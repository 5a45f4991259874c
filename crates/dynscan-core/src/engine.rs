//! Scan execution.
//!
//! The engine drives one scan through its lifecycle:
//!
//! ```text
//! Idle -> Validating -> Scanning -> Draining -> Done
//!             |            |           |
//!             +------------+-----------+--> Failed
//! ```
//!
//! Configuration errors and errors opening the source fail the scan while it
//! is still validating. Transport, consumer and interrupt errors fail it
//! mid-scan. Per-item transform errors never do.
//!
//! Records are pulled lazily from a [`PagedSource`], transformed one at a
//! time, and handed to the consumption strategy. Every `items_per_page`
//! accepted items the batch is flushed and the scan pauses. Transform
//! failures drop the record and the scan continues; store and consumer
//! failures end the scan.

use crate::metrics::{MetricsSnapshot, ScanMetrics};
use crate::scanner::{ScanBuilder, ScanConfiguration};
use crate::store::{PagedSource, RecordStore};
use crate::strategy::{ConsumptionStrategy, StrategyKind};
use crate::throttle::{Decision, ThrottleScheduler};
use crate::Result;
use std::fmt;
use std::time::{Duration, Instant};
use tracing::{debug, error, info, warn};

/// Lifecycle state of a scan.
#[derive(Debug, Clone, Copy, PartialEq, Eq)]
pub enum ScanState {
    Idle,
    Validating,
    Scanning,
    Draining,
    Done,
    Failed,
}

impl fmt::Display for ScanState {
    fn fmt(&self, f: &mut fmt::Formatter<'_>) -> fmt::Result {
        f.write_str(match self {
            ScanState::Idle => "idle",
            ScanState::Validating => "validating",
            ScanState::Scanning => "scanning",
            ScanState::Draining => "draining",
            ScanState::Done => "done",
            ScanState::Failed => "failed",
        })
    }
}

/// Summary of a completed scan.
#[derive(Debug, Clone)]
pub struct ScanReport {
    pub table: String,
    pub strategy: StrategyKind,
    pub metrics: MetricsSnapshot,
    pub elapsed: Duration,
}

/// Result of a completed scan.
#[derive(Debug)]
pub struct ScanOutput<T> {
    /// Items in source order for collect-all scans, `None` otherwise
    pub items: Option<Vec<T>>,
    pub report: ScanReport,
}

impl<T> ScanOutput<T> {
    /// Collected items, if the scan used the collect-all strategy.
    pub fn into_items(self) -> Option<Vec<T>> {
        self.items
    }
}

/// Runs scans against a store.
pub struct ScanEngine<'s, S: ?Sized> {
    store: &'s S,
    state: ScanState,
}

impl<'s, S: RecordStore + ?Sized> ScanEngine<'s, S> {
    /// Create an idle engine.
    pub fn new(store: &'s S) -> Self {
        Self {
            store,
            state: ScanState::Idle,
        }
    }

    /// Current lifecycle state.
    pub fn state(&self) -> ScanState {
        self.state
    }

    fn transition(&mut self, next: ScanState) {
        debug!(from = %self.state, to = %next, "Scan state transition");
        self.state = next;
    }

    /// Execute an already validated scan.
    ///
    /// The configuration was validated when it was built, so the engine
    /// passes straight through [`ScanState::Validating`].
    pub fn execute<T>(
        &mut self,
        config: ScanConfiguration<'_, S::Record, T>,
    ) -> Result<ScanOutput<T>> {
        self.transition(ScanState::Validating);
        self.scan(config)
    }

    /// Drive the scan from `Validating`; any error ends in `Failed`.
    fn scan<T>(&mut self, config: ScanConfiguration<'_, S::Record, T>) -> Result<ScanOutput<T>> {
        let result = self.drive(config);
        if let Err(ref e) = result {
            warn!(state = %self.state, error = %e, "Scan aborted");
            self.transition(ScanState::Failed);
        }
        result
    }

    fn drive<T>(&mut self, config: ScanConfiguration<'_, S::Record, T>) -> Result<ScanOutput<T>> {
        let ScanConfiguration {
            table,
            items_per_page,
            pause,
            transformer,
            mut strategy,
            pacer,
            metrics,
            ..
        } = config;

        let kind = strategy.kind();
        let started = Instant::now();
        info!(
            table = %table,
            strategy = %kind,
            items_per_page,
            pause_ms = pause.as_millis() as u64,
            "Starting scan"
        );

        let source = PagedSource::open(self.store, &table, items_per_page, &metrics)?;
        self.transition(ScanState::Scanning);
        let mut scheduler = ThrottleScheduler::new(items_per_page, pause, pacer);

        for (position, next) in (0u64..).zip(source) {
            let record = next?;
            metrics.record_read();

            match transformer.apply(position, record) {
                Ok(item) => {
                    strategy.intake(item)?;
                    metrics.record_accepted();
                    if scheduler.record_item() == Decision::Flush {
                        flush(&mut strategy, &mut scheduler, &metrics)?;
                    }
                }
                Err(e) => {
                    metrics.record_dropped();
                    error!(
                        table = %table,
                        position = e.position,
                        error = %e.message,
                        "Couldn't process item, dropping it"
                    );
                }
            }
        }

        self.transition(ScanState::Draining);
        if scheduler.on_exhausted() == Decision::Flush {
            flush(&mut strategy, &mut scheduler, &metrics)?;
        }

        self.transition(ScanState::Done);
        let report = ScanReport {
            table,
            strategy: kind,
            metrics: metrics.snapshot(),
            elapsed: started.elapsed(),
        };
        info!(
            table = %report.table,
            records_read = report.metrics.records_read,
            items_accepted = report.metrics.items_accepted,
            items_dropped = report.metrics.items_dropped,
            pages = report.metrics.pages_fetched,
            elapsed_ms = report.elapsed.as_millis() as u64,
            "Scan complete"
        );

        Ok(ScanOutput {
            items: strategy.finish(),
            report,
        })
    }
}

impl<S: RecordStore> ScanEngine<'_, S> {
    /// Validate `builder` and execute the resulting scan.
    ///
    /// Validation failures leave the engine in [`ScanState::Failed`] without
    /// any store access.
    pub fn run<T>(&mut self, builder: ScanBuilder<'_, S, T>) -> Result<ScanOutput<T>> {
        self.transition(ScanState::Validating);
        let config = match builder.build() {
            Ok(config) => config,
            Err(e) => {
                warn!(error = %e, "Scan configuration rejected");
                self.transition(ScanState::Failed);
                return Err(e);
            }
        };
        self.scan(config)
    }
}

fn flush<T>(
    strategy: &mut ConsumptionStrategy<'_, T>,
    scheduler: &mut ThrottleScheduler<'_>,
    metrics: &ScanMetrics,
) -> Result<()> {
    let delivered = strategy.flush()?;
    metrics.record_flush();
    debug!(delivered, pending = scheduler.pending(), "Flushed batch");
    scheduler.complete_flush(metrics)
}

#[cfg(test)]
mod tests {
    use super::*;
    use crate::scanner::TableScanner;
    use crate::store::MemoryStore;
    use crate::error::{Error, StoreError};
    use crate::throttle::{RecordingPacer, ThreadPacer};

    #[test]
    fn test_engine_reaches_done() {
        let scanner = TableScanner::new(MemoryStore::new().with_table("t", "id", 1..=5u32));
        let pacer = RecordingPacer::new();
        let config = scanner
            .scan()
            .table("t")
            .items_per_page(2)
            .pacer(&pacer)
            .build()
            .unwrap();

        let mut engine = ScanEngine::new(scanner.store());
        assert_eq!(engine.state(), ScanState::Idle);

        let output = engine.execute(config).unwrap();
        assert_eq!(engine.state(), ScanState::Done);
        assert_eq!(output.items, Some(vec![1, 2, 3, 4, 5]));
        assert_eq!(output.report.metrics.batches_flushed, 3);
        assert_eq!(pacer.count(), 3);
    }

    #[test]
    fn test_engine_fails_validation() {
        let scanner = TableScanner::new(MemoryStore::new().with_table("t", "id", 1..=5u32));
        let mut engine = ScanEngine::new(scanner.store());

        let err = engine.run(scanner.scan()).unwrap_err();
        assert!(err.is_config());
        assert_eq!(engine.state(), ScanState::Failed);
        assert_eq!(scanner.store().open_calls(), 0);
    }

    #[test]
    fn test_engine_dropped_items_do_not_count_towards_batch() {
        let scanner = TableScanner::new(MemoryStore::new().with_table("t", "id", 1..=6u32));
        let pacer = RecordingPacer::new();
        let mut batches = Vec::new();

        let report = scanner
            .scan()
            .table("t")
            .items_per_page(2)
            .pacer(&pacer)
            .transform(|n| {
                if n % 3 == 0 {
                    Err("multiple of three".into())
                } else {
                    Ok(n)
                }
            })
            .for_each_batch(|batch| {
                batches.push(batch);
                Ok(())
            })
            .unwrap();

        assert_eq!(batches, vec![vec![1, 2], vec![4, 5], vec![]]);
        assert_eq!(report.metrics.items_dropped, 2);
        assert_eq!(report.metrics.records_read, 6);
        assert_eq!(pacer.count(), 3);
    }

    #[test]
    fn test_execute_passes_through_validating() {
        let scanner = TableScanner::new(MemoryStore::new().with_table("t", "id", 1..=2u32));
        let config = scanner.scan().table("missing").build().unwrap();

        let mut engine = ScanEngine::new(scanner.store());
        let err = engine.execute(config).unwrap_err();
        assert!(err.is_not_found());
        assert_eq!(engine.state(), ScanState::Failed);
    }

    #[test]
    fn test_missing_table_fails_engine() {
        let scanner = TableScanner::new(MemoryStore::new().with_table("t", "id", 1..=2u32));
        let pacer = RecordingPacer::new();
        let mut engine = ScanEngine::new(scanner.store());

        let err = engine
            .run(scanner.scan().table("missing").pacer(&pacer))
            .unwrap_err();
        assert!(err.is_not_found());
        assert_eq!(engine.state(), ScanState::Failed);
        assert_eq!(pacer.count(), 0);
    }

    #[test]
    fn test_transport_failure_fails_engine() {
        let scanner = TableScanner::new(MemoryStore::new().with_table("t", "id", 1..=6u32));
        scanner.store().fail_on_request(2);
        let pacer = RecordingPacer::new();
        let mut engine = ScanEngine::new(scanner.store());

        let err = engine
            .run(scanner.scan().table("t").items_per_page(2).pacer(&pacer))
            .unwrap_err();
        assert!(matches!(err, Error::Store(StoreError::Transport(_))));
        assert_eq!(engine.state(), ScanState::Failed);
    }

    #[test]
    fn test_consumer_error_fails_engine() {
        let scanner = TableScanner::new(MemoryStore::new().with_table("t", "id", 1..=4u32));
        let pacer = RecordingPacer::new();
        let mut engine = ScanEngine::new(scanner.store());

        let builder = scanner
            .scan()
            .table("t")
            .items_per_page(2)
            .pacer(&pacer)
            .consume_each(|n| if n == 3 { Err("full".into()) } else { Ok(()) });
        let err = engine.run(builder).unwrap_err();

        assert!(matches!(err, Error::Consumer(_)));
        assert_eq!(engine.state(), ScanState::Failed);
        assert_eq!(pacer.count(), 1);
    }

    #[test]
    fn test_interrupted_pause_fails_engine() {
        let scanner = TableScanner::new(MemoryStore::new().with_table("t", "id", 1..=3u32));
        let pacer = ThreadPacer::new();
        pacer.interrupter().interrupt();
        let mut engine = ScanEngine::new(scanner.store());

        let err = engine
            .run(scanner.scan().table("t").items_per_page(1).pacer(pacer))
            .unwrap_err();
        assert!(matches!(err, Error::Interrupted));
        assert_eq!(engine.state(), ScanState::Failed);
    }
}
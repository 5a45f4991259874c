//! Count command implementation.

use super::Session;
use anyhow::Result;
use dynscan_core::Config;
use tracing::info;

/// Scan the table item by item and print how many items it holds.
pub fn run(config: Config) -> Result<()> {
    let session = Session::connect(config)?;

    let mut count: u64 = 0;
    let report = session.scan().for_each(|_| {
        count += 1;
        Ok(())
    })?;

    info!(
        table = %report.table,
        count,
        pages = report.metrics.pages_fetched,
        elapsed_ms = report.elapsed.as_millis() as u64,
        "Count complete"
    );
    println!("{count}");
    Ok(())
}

******************************

## WHAT YOU ARE ASKED TO DO
Check every line of the records, and copy the ones that hold the word "Decision".

## COMPLETED TASK
use crate::throttle::{Decision, ThrottleScheduler};
                    if scheduler.record_item() == Decision::Flush {
        if scheduler.on_exhausted() == Decision::Flush {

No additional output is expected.